What you have to do – Using the records below, filter for lines that contain the string "oneshot" and copy them out.

Supplied information –
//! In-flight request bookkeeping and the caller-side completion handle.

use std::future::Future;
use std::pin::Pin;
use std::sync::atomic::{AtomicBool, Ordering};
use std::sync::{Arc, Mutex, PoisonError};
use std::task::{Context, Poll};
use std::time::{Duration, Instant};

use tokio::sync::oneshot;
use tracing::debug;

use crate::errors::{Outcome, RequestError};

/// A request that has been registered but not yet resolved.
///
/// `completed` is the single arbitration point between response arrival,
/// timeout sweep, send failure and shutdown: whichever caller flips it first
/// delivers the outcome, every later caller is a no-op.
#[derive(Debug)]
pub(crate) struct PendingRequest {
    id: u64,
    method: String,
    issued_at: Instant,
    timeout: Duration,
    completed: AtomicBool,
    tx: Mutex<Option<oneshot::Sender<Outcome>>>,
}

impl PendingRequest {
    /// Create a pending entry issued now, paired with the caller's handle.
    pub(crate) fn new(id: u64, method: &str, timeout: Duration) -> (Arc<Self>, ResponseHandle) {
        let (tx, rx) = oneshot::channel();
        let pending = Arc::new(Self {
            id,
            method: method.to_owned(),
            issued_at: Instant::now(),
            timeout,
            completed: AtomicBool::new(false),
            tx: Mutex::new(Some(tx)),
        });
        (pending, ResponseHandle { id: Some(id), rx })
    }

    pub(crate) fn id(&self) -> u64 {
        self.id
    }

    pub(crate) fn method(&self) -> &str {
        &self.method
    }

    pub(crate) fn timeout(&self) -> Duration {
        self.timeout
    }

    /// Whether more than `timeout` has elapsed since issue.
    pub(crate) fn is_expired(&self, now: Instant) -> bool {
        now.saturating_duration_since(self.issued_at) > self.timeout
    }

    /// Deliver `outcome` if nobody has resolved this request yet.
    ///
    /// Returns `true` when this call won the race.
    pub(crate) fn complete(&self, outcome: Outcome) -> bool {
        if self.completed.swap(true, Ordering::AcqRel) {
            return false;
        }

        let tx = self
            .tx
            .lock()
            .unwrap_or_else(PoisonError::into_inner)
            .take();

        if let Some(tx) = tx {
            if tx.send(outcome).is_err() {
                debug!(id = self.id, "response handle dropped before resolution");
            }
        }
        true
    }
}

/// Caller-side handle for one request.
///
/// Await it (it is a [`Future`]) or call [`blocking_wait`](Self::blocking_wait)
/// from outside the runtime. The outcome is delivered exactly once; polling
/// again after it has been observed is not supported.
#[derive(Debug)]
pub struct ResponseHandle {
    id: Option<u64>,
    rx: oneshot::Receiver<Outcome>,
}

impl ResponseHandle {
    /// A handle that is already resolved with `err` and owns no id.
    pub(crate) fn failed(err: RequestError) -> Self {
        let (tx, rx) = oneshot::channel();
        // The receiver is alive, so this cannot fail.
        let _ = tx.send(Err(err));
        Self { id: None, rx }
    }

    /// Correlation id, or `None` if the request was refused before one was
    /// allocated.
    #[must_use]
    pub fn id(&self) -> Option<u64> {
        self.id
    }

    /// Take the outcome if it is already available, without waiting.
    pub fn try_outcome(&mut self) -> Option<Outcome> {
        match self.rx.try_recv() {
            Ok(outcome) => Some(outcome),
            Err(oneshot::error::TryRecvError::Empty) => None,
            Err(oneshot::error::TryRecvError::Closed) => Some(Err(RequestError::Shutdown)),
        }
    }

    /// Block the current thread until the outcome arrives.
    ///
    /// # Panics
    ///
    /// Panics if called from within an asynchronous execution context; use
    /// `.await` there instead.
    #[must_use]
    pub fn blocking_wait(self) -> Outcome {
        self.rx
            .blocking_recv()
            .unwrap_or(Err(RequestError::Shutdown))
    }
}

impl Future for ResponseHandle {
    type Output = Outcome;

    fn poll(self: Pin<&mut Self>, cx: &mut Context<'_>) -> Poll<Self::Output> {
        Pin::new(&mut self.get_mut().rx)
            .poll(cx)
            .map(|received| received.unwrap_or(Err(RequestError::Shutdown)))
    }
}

Your solution –
use tokio::sync::oneshot;
    tx: Mutex<Option<oneshot::Sender<Outcome>>>,
        let (tx, rx) = oneshot::channel();
    rx: oneshot::Receiver<Outcome>,
        let (tx, rx) = oneshot::channel();
            Err(oneshot::error::TryRecvError::Empty) => None,
            Err(oneshot::error::TryRecvError::Closed) => Some(Err(RequestError::Shutdown)),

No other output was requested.